Polarized trafficking and expression of different inwardly rectifying potassium (Kir) channels on opposite membrane domains of the cortical collecting duct principal cell insure an efficient and precisely controlled potassium secretion process, important for potassium homeostasis. We have previously shown that basolateral membrane localization and density of the Kir 2.3 channel is coordinated by direct interaction with the Lin7/CASK PDZ complex, possibly by limiting endocytic trafficking. Here we explore mechanisms of Kir 2.3 channel routing into the endocytic pathway. Lifetime of channels on the plasma membrane was monitored by several independent techniques in Xenopus oocytes under conditions that prevent delivery of channels to the cell surface. As measured by surface biotinylation and two‐microelectrode voltage clamp, co‐expression of dominant negative dynamin II (K44A) but not wild type dynamin II caused a dramatic increase in plasmalemma residence time, indicating the Kir 2.3 cell surface density is controlled by vesicular endocytosis. The cytoplasmic Kir 2.3 C‐terminus contains several canonical sites for clathrin adapter (AP2) interaction, raising the possibility that Kir2.3 channels are internalized by clathrin dependent endocytosis.
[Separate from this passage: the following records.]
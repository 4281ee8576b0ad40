//! Determinism classifier: decides whether a call runs inline or becomes an
//! activity.

use crate::registry::Registry;
use crate::script::CallTarget;

#[derive(Debug, Clone, Copy, PartialEq, Eq)]
pub enum Decision {
    /// Run in the workflow thread.
    Local,
    /// Send to the orchestrator as an activity.
    Activity,
}

/// Dispatcher state that forces inline execution.
#[derive(Debug, Clone, Copy, Default, PartialEq, Eq)]
pub struct Flags {
    /// The entry module's top level is still executing.
    pub loading: bool,
    /// An activity body is running; activities never nest.
    pub in_activity: bool,
}

/// First matching rule wins.
pub fn classify(
    target: &CallTarget,
    flags: Flags,
    registry: &Registry,
    is_user_module: impl Fn(&str) -> bool,
) -> Decision {
    if flags.loading || flags.in_activity {
        return Decision::Local;
    }
    if target.activity {
        return Decision::Activity;
    }
    if registry.is_deterministic(target) || registry.is_no_activity(&target.qualified_name()) {
        return Decision::Local;
    }
    if is_user_module(&target.module) {
        return Decision::Local;
    }
    Decision::Activity
}

#[cfg(test)]
mod tests {
    use super::*;

    fn target(module: &str, qualname: &str, receiver: Option<&str>, activity: bool) -> CallTarget {
        CallTarget {
            module: module.into(),
            qualname: qualname.into(),
            receiver_type: receiver.map(str::to_string),
            activity,
        }
    }

    fn decide(t: &CallTarget, flags: Flags, registry: &Registry) -> Decision {
        classify(t, flags, registry, |m| m == "workflow")
    }

    #[test]
    fn loading_and_nested_calls_stay_local() {
        let registry = Registry::new();
        let marked = target("workflow", "charge", None, true);
        let loading = Flags { loading: true, in_activity: false };
        let nested = Flags { loading: false, in_activity: true };
        assert_eq!(decide(&marked, loading, &registry), Decision::Local);
        assert_eq!(decide(&marked, nested, &registry), Decision::Local);
    }

    #[test]
    fn activity_marker_beats_everything_else() {
        let registry = Registry::with_defaults().unwrap();
        registry.register_no_activity("workflow.charge");
        let marked = target("workflow", "charge", None, true);
        assert_eq!(decide(&marked, Flags::default(), &registry), Decision::Activity);
    }

    #[test]
    fn registry_and_user_code_are_local() {
        let registry = Registry::with_defaults().unwrap();
        let cases = [
            target("json", "loads", None, false),
            target("builtins", "dict.get", Some("dict"), false),
            target("workflow", "helper", None, false),
            target("workflow", "Order.total", Some("workflow.Order"), false),
        ];
        for t in &cases {
            assert_eq!(decide(t, Flags::default(), &registry), Decision::Local, "{t:?}");
        }
    }

    #[test]
    fn everything_else_is_an_activity() {
        let registry = Registry::with_defaults().unwrap();
        for t in [
            target("http", "get", None, false),
            target("time", "time", None, false),
            target("random", "randint", None, false),
        ] {
            assert_eq!(decide(&t, Flags::default(), &registry), Decision::Activity, "{t:?}");
        }
    }

    #[test]
    fn no_activity_registration_covers_bound_methods() {
        let registry = Registry::with_defaults().unwrap();
        let method = target("vendor", "Client.fetch", Some("vendor.Client"), false);
        assert_eq!(decide(&method, Flags::default(), &registry), Decision::Activity);
        registry.register_no_activity("vendor.Client.fetch");
        assert_eq!(decide(&method, Flags::default(), &registry), Decision::Local);
    }
}
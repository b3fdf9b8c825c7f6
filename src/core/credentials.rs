//! Credential resolution
//!
//! Maps an entry's credential fields to a username and a [`SecretRef`].
//! Deferred sources never touch the secret backends; they only produce the
//! reference the agent resolves at runtime.

use super::field::FieldResolver;
use crate::config::secret_string;
use crate::domain::{EntryError, PasswordSource, SecretRef};

const USERNAME_FIELDS: &[&str] = &[
    "credentials.username",
    "credentials.user",
    "user",
    "username",
];
const PASSWORD_FIELDS: &[&str] = &["credentials.password", "password"];
const SOURCE_FIELDS: &[&str] = &["credentials.password_source"];

/// Username and password reference of one entry
#[derive(Debug, Clone, PartialEq)]
pub struct ResolvedCredentials {
    /// Database user the agent connects as
    pub username: String,

    /// Where the agent gets the password from
    pub secret: SecretRef,
}

/// Resolves the credentials of an entry
///
/// An absent `password_source` means plaintext.
///
/// # Errors
///
/// Returns [`EntryError::Credential`] when the username is missing, the
/// selected source lacks its key, or the source is unknown.
pub fn resolve(fields: &FieldResolver<'_>) -> Result<ResolvedCredentials, EntryError> {
    let username = fields
        .non_empty_string(USERNAME_FIELDS)
        .ok_or_else(|| EntryError::Credential("missing username".to_string()))?;

    let source = match fields.non_empty_string(SOURCE_FIELDS) {
        Some(raw) => raw.parse::<PasswordSource>().map_err(EntryError::Credential)?,
        None => PasswordSource::PlainText,
    };

    let secret = match source {
        PasswordSource::SecretsManager => SecretRef::SecretsManager {
            key: required_key(fields, "credentials.password_key", "aws_secrets_manager")?,
            region: fields.non_empty_string(&["credentials.region"]),
        },
        PasswordSource::SsmParameter => SecretRef::SsmParameter(required_key(
            fields,
            "credentials.password_key",
            "aws_ssm_parameter",
        )?),
        PasswordSource::EnvVar => {
            SecretRef::EnvVar(required_key(fields, "credentials.password_env", "env_var")?)
        }
        PasswordSource::PlainText => {
            let password = fields.string(PASSWORD_FIELDS).ok_or_else(|| {
                EntryError::Credential("missing password for plaintext source".to_string())
            })?;
            SecretRef::PlainText(secret_string(password))
        }
    };

    Ok(ResolvedCredentials { username, secret })
}

fn required_key(
    fields: &FieldResolver<'_>,
    path: &str,
    source: &str,
) -> Result<String, EntryError> {
    fields.non_empty_string(&[path]).ok_or_else(|| {
        let field = path.rsplit('.').next().unwrap_or(path);
        EntryError::Credential(format!("missing '{field}' for {source} source"))
    })
}
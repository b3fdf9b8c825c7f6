//! Schema mode detection
//!
//! A document is in enhanced mode as soon as any entry, in either engine
//! list, carries a non-empty `provider`. The decision is made once per
//! document. It only selects which advisory checks the validator runs;
//! field resolution reads both shapes regardless.

use crate::domain::Engine;
use serde::Serialize;
use serde_json::Value;
use std::fmt;

/// Input schema family of a document
#[derive(Debug, Clone, Copy, PartialEq, Eq, Default, Serialize)]
#[serde(rename_all = "lowercase")]
pub enum SchemaMode {
    /// Flat `host`/`user`/`password` fields
    #[default]
    Legacy,
    /// Nested `connection`/`credentials`/`monitoring` blocks with a provider
    Enhanced,
}

impl fmt::Display for SchemaMode {
    fn fmt(&self, f: &mut fmt::Formatter<'_>) -> fmt::Result {
        match self {
            SchemaMode::Legacy => f.write_str("legacy"),
            SchemaMode::Enhanced => f.write_str("enhanced"),
        }
    }
}

/// Classifies a raw document
///
/// Never fails: anything that is not a recognisable inventory is legacy.
pub fn detect(document: &Value) -> SchemaMode {
    detect_entries(
        Engine::ALL
            .iter()
            .filter_map(|engine| document.get(engine.list_key()))
            .filter_map(Value::as_array)
            .flatten(),
    )
}

/// Classifies the entries of both engine lists
pub fn detect_entries<'a>(entries: impl IntoIterator<Item = &'a Value>) -> SchemaMode {
    if entries.into_iter().any(has_provider) {
        SchemaMode::Enhanced
    } else {
        SchemaMode::Legacy
    }
}

fn has_provider(entry: &Value) -> bool {
    entry
        .get("provider")
        .and_then(Value::as_str)
        .is_some_and(|p| !p.trim().is_empty())
}

#[cfg(test)]
mod tests {
    use super::*;
    use serde_json::json;

    #[test]
    fn test_empty_document_is_legacy() {
        assert_eq!(detect(&json!({})), SchemaMode::Legacy);
        assert_eq!(detect(&json!(null)), SchemaMode::Legacy);
    }

    #[test]
    fn test_flat_entries_are_legacy() {
        let doc = json!({
            "mysql_databases": [{"host": "db", "user": "nr", "password": "x"}]
        });
        assert_eq!(detect(&doc), SchemaMode::Legacy);
    }

    #[test]
    fn test_single_provider_makes_document_enhanced() {
        let doc = json!({
            "mysql_databases": [{"host": "db", "user": "nr", "password": "x"}],
            "postgresql_databases": [
                {"host": "pg", "user": "nr", "password": "x"},
                {"provider": "rds", "connection": {"endpoint": "pg.rds"}}
            ]
        });
        assert_eq!(detect(&doc), SchemaMode::Enhanced);
    }

    #[test]
    fn test_blank_provider_ignored() {
        let doc = json!({"mysql_databases": [{"provider": " ", "host": "db"}]});
        assert_eq!(detect(&doc), SchemaMode::Legacy);
    }

    #[test]
    fn test_display() {
        assert_eq!(SchemaMode::Enhanced.to_string(), "enhanced");
        assert_eq!(SchemaMode::Legacy.to_string(), "legacy");
    }
}
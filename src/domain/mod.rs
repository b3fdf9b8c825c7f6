//! Domain models and types for dbmon.
//!
//! # Overview
//!
//! The domain layer provides:
//! - **Closed variant sets** ([`Engine`], [`Provider`], [`PasswordSource`])
//! - **Output records** ([`ResolvedEntry`], [`EnvValue`], [`SecretRef`])
//! - **Error types** ([`DbmonError`], [`EntryError`], [`RejectedEntry`])
//! - **Result type alias** ([`Result`]) and a context extension ([`context::ResultExt`])
//!
//! # Error Handling
//!
//! Fatal operations return [`Result<T, DbmonError>`]. Failures that concern a
//! single inventory entry are reported as [`EntryError`] and never abort the
//! run:
//!
//! ```rust
//! use dbmon::domain::{Engine, EntryError, EntryRef, RejectedEntry};
//!
//! let rejected = RejectedEntry::new(
//!     EntryRef::new(Engine::Mysql, 0, Some("orders".to_string())),
//!     EntryError::Credential("missing password_key".to_string()),
//! );
//! assert_eq!(rejected.error.kind(), "credential");
//! ```

pub mod context;
pub mod entry;
pub mod errors;
pub mod resolved;
pub mod result;

// Re-export commonly used types for convenience
pub use entry::{Engine, PasswordSource, Provider};
pub use errors::{DbmonError, EntryError, EntryRef, RejectedEntry};
pub use resolved::{EnvValue, ResolvedEntry, SecretRef};
pub use result::Result;
//! External system integrations for dbmon.
//!
//! - [`document`] - Inventory parsing and integration document output
//!
//! # Example
//!
//! ```rust
//! use dbmon::adapters::document::{parse_document, render, OutputFormat};
//! use dbmon::config::CompileDefaults;
//! use dbmon::core::compile;
//!
//! let document = parse_document(
//!     "mysql_databases:\n  - host: db1.local\n    user: newrelic\n    password: secret\n",
//! )
//! .unwrap();
//! let report = compile(&document, &CompileDefaults::default()).unwrap();
//! let yaml = render(&report.to_document(), OutputFormat::Yaml).unwrap();
//! assert!(yaml.contains("nri-mysql"));
//! ```

pub mod document;
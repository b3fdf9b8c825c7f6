//! Single-entry compilation
//!
//! Validation runs first, then the resolvers in a fixed order: provider,
//! credentials, TLS, monitoring, labels. The first failure rejects the entry.

use crate::config::CompileDefaults;
use crate::core::detect::SchemaMode;
use crate::core::field::FieldResolver;
use crate::core::monitoring::{CustomQuery, ResolvedMonitoring};
use crate::core::{credentials, labels, monitoring, provider, tls, validation};
use crate::domain::{Engine, EntryError, EnvValue, Provider, ResolvedEntry, SecretRef};
use serde_json::Value;
use std::collections::BTreeMap;

/// Default database for PostgreSQL entries without one
const DEFAULT_POSTGRES_DATABASE: &str = "postgres";

/// A compiled entry together with its advisory warnings
#[derive(Debug, Clone, PartialEq)]
pub struct CompiledEntry {
    pub entry: ResolvedEntry,
    pub warnings: Vec<String>,
}

/// Explicit name of an entry, if it has one
pub fn explicit_name(entry: &Value) -> Option<String> {
    FieldResolver::new(entry).non_empty_string(&["name", "service_name"])
}

/// Compiles one entry read from the `engine` list
///
/// # Errors
///
/// Returns the [`EntryError`] of the first stage that fails.
pub fn compile_entry(
    engine: Engine,
    entry: &Value,
    mode: SchemaMode,
    defaults: &CompileDefaults,
) -> Result<CompiledEntry, EntryError> {
    let mut warnings = validation::validate(engine, entry, mode)?;
    let fields = FieldResolver::new(entry);

    let provider = match fields.non_empty_string(&["provider"]) {
        Some(raw) => raw.parse::<Provider>().map_err(EntryError::Validation)?,
        None => Provider::default(),
    };

    let endpoint = provider::resolve(provider, &fields, defaults.port_for(engine))?;
    let credentials = credentials::resolve(&fields)?;
    let tls = tls::resolve(&fields, &endpoint.capabilities);
    let monitoring = monitoring::resolve(engine, provider, &fields, &endpoint.capabilities, defaults);

    let service_name = explicit_name(entry)
        .unwrap_or_else(|| format!("{}-{}", provider.as_str(), endpoint.host));
    let environment = fields.string_or(&["labels.environment", "environment"], &defaults.environment);
    let labels = labels::compose(
        engine,
        provider,
        &service_name,
        &environment,
        fields.string_map(&["labels"]).as_ref(),
        fields.string_map(&["custom_labels"]).as_ref(),
    );

    let mut env: BTreeMap<String, EnvValue> = BTreeMap::new();
    env.insert("HOSTNAME".into(), endpoint.host.as_str().into());
    env.insert("PORT".into(), u64::from(endpoint.port).into());
    env.insert("USERNAME".into(), credentials.username.as_str().into());
    env.insert("PASSWORD".into(), credentials.secret.to_env_value());
    if let SecretRef::SecretsManager {
        region: Some(region),
        ..
    } = &credentials.secret
    {
        env.insert("AWS_REGION".into(), region.as_str().into());
    }

    let database = fields.non_empty_string(&["connection.database", "database"]);
    match (engine, database) {
        (_, Some(db)) => {
            env.insert("DATABASE".into(), db.into());
        }
        (Engine::Postgresql, None) => {
            env.insert("DATABASE".into(), DEFAULT_POSTGRES_DATABASE.into());
        }
        (Engine::Mysql, None) => {}
    }

    env.insert("SSLMODE".into(), tls.mode.as_str().into());
    env.insert("ENABLE_TLS".into(), tls.enabled.into());
    if let Some(bundle) = &tls.ca_bundle_path {
        env.insert("SSLROOTCERT".into(), bundle.as_str().into());
    }
    if tls.enabled {
        env.insert(
            "TRUST_SERVER_CERTIFICATE".into(),
            (!tls.verify_server_certificate).into(),
        );
    }

    insert_monitoring(&mut env, &monitoring);
    warnings.extend(monitoring.warnings.iter().cloned());

    Ok(CompiledEntry {
        entry: ResolvedEntry {
            engine,
            provider,
            service_name,
            integration: engine.integration_name().to_string(),
            env,
            interval: monitoring.interval,
            timeout: monitoring.timeout,
            labels,
            inventory_source: engine.inventory_source().to_string(),
        },
        warnings,
    })
}

fn insert_monitoring(env: &mut BTreeMap<String, EnvValue>, m: &ResolvedMonitoring) {
    env.insert("METRICS".into(), m.metrics.into());
    env.insert("INVENTORY".into(), m.inventory.into());
    env.insert("EXTENDED_METRICS".into(), m.extended_metrics.into());
    env.insert("ENABLE_QUERY_MONITORING".into(), m.enable_query_monitoring.into());
    env.insert("GATHER_QUERY_SAMPLES".into(), m.gather_query_samples.into());
    env.insert(
        "QUERY_METRICS_INTERVAL".into(),
        m.query_metrics_interval.as_str().into(),
    );
    env.insert("MAX_SQL_QUERY_LENGTH".into(), m.max_sql_query_length.into());
    env.insert(
        "QUERY_MONITORING_RESPONSE_TIME_THRESHOLD".into(),
        m.query_response_time_threshold.into(),
    );
    env.insert(
        "QUERY_MONITORING_COUNT_THRESHOLD".into(),
        m.query_count_threshold.into(),
    );

    match &m.custom_query {
        CustomQuery::Inline(query) => {
            env.insert("CUSTOM_METRICS_QUERY".into(), query.as_str().into());
        }
        CustomQuery::File(path) | CustomQuery::DefaultFile(path) => {
            env.insert("CUSTOM_METRICS_CONFIG".into(), path.as_str().into());
        }
    }

    let pm = &m.provider_metrics;
    if let Some(source) = pm.metrics_source {
        env.insert("METRICS_SOURCE".into(), source.as_str().into());
    }
    if let Some(flag) = pm.collect_rds_metrics {
        env.insert("COLLECT_RDS_METRICS".into(), flag.into());
    }
    if let Some(flag) = pm.collect_aurora_metrics {
        env.insert("COLLECT_AURORA_METRICS".into(), flag.into());
    }
    if let Some(endpoint) = &pm.reader_endpoint {
        env.insert("MONITOR_READERS".into(), true.into());
        env.insert("READER_ENDPOINT".into(), endpoint.as_str().into());
    }

    if let Some(pg) = &m.postgres {
        env.insert("COLLECT_BLOAT_METRICS".into(), pg.collect_bloat_metrics.into());
        env.insert(
            "COLLECT_DB_LOCK_METRICS".into(),
            pg.collect_db_lock_metrics.into(),
        );
        env.insert("COLLECTION_LIST".into(), pg.collection_list.as_str().into());
    }
}
//! Document compilation
//!
//! Walks `mysql_databases` then `postgresql_databases`, compiling each entry
//! independently. A failing entry is recorded and its siblings continue;
//! only a structurally broken document aborts.

use super::entry::{compile_entry, explicit_name};
use super::report::{CompileReport, EntryWarning};
use crate::config::CompileDefaults;
use crate::core::detect::detect_entries;
use crate::core::field::FieldResolver;
use crate::domain::{DbmonError, Engine, EntryError, EntryRef, RejectedEntry, Result};
use serde_json::Value;
use std::borrow::Cow;
use std::collections::HashSet;

/// Inventory document in either supported tree representation
///
/// YAML trees are converted to JSON one entry at a time, so a value with no
/// JSON equivalent (e.g. a non-string mapping key) only rejects its entry.
#[derive(Debug, Clone, Copy)]
pub enum InventoryDocument<'a> {
    Json(&'a Value),
    Yaml(&'a serde_yaml::Value),
}

impl<'a> From<&'a Value> for InventoryDocument<'a> {
    fn from(document: &'a Value) -> Self {
        InventoryDocument::Json(document)
    }
}

impl<'a> From<&'a serde_yaml::Value> for InventoryDocument<'a> {
    fn from(document: &'a serde_yaml::Value) -> Self {
        InventoryDocument::Yaml(document)
    }
}

/// One list element, or the reason it could not be read
type RawEntry<'a> = std::result::Result<Cow<'a, Value>, String>;

impl<'a> InventoryDocument<'a> {
    fn entries(self, engine: Engine) -> Result<Vec<RawEntry<'a>>> {
        let key = engine.list_key();
        let not_a_list = || DbmonError::Document(format!("'{key}' must be a list"));

        match self {
            InventoryDocument::Json(document) => {
                let root = document.as_object().ok_or_else(not_a_mapping)?;
                match root.get(key) {
                    None | Some(Value::Null) => Ok(Vec::new()),
                    Some(Value::Array(entries)) => {
                        Ok(entries.iter().map(|entry| Ok(Cow::Borrowed(entry))).collect())
                    }
                    Some(_) => Err(not_a_list()),
                }
            }
            InventoryDocument::Yaml(document) => {
                let root = document.as_mapping().ok_or_else(not_a_mapping)?;
                match root.get(key) {
                    None | Some(serde_yaml::Value::Null) => Ok(Vec::new()),
                    Some(serde_yaml::Value::Sequence(entries)) => Ok(entries
                        .iter()
                        .map(|entry| {
                            serde_json::to_value(entry)
                                .map(Cow::Owned)
                                .map_err(|e| e.to_string())
                        })
                        .collect()),
                    Some(_) => Err(not_a_list()),
                }
            }
        }
    }
}

fn not_a_mapping() -> DbmonError {
    DbmonError::Document("top level must be a mapping".to_string())
}

/// Compiles an inventory document
///
/// Accepts a `serde_json::Value` or a `serde_yaml::Value`.
///
/// # Errors
///
/// Returns [`DbmonError::Document`] when the top level is not a mapping or an
/// engine list is present but not a sequence.
pub fn compile<'a>(
    document: impl Into<InventoryDocument<'a>>,
    defaults: &CompileDefaults,
) -> Result<CompileReport> {
    let document = document.into();

    let mut lists = Vec::with_capacity(Engine::ALL.len());
    for engine in Engine::ALL {
        lists.push((engine, document.entries(engine)?));
    }

    let mode = detect_entries(
        lists
            .iter()
            .flat_map(|(_, entries)| entries.iter().filter_map(|entry| entry.as_deref().ok())),
    );
    tracing::info!(%mode, "Detected schema mode");

    let mut report = CompileReport::new(mode);
    let mut claimed_names: HashSet<String> = HashSet::new();

    for (engine, entries) in &lists {
        let engine = *engine;
        for (index, entry) in entries.iter().enumerate() {
            let entry = match entry {
                Ok(entry) => &**entry,
                Err(reason) => {
                    reject(
                        &mut report,
                        EntryRef::new(engine, index, None),
                        EntryError::Validation(format!("unsupported value in entry: {reason}")),
                    );
                    continue;
                }
            };

            let name = explicit_name(entry);
            let entry_ref = EntryRef::new(engine, index, name.clone());

            if FieldResolver::new(entry).boolean(&["enabled"]) == Some(false) {
                tracing::debug!(entry = %entry_ref, "Skipping disabled entry");
                report.skipped += 1;
                continue;
            }

            // A name belongs to the first entry that compiles under it
            if let Some(name) = name.as_ref().filter(|name| claimed_names.contains(*name)) {
                reject(
                    &mut report,
                    entry_ref,
                    EntryError::Validation(format!("duplicate name '{name}'")),
                );
                continue;
            }

            match compile_entry(engine, entry, mode, defaults) {
                Ok(compiled) => {
                    tracing::debug!(
                        entry = %entry_ref,
                        engine = %engine,
                        provider = %compiled.entry.provider,
                        "Entry compiled"
                    );
                    if let Some(name) = name {
                        claimed_names.insert(name);
                    }
                    report
                        .warnings
                        .extend(compiled.warnings.into_iter().map(|message| EntryWarning {
                            entry: entry_ref.clone(),
                            message,
                        }));
                    report.compiled.push(compiled.entry);
                }
                Err(error) => reject(&mut report, entry_ref, error),
            }
        }
    }

    report.log_summary();
    Ok(report)
}

fn reject(report: &mut CompileReport, entry: EntryRef, error: EntryError) {
    let rejected = RejectedEntry::new(entry, error);
    crate::log_entry_rejected!(&rejected);
    report.rejected.push(rejected);
}
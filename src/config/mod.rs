//! Configuration management for dbmon.
//!
//! This module provides TOML-based loading of the compiler configuration.
//! The configuration is optional: every setting has a built-in default, and
//! the `[defaults]` section becomes the immutable [`CompileDefaults`] table
//! consulted when an inventory entry leaves a field unset.
//!
//! # Example Configuration
//!
//! ```toml
//! [application]
//! log_level = "info"
//! output_format = "yaml"
//!
//! [defaults]
//! environment = "${DEPLOY_ENV}"
//! interval = "30s"
//! timeout = "10s"
//! mysql_port = 3306
//! postgres_port = 5432
//!
//! [logging]
//! local_enabled = false
//! local_path = "/var/log/dbmon"
//! ```
//!
//! # Environment Variables
//!
//! `${VAR_NAME}` placeholders are substituted before parsing, and
//! `DBMON_<SECTION>_<KEY>` variables override individual settings after
//! parsing (for example `DBMON_DEFAULTS_ENVIRONMENT=staging`).

pub mod loader;
pub mod schema;
pub mod secret;

// Re-export commonly used types
pub use loader::{load_config, load_config_or_default, parse_config};
pub use schema::{ApplicationConfig, CompileDefaults, DbmonConfig, LoggingConfig};
pub use secret::{secret_string, SecretString, SecretValue};
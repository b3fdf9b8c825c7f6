//! Literal passwords read from an inventory
//!
//! A `password` field is wrapped in `secrecy::Secret` the moment the
//! credential resolver reads it. `Debug` prints a redaction marker and the
//! bytes are zeroed on drop. The text is only written out when the
//! integrations document is rendered, where the agent needs it verbatim.
//!
//! # Example
//!
//! ```rust
//! use dbmon::config::secret_string;
//! use secrecy::ExposeSecret;
//!
//! let password = secret_string("p@ss:word".to_string());
//! assert_eq!(password.expose_secret(), "p@ss:word");
//! assert!(!format!("{password:?}").contains("p@ss"));
//! ```

use secrecy::{CloneableSecret, DebugSecret, Secret, SerializableSecret};
use serde::{Serialize, Serializer};
use std::fmt;
use zeroize::Zeroize;

/// Password text, zeroed on drop
#[derive(Clone, Debug, PartialEq, Eq, Zeroize)]
#[zeroize(drop)]
pub struct SecretValue(String);

impl CloneableSecret for SecretValue {}
impl DebugSecret for SecretValue {}
impl SerializableSecret for SecretValue {}

impl PartialEq<str> for SecretValue {
    fn eq(&self, other: &str) -> bool {
        self.0 == other
    }
}

impl fmt::Display for SecretValue {
    fn fmt(&self, f: &mut fmt::Formatter<'_>) -> fmt::Result {
        f.write_str(&self.0)
    }
}

impl Serialize for SecretValue {
    fn serialize<S: Serializer>(&self, serializer: S) -> Result<S::Ok, S::Error> {
        serializer.serialize_str(&self.0)
    }
}

/// A literal password; `Debug` is redacted
pub type SecretString = Secret<SecretValue>;

/// Wraps a literal password
pub fn secret_string(value: String) -> SecretString {
    Secret::new(SecretValue(value))
}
To test this hypothesis, mutations in the candidate AP‐2 interaction residues were independently created in extracellular HA epitope tagged Kir 2.3 and cell surface lifetime was measured by antibody binding and analytical luminometry. Of the four candidate internalization sequences studied, loss of function mutations within the dileucine motif at position 184/185 limited internalization most dramatically. These results suggest that interaction of AP‐2 with Kir 2.3 at LL185 marks channels for rapid internalization from the plasma membrane.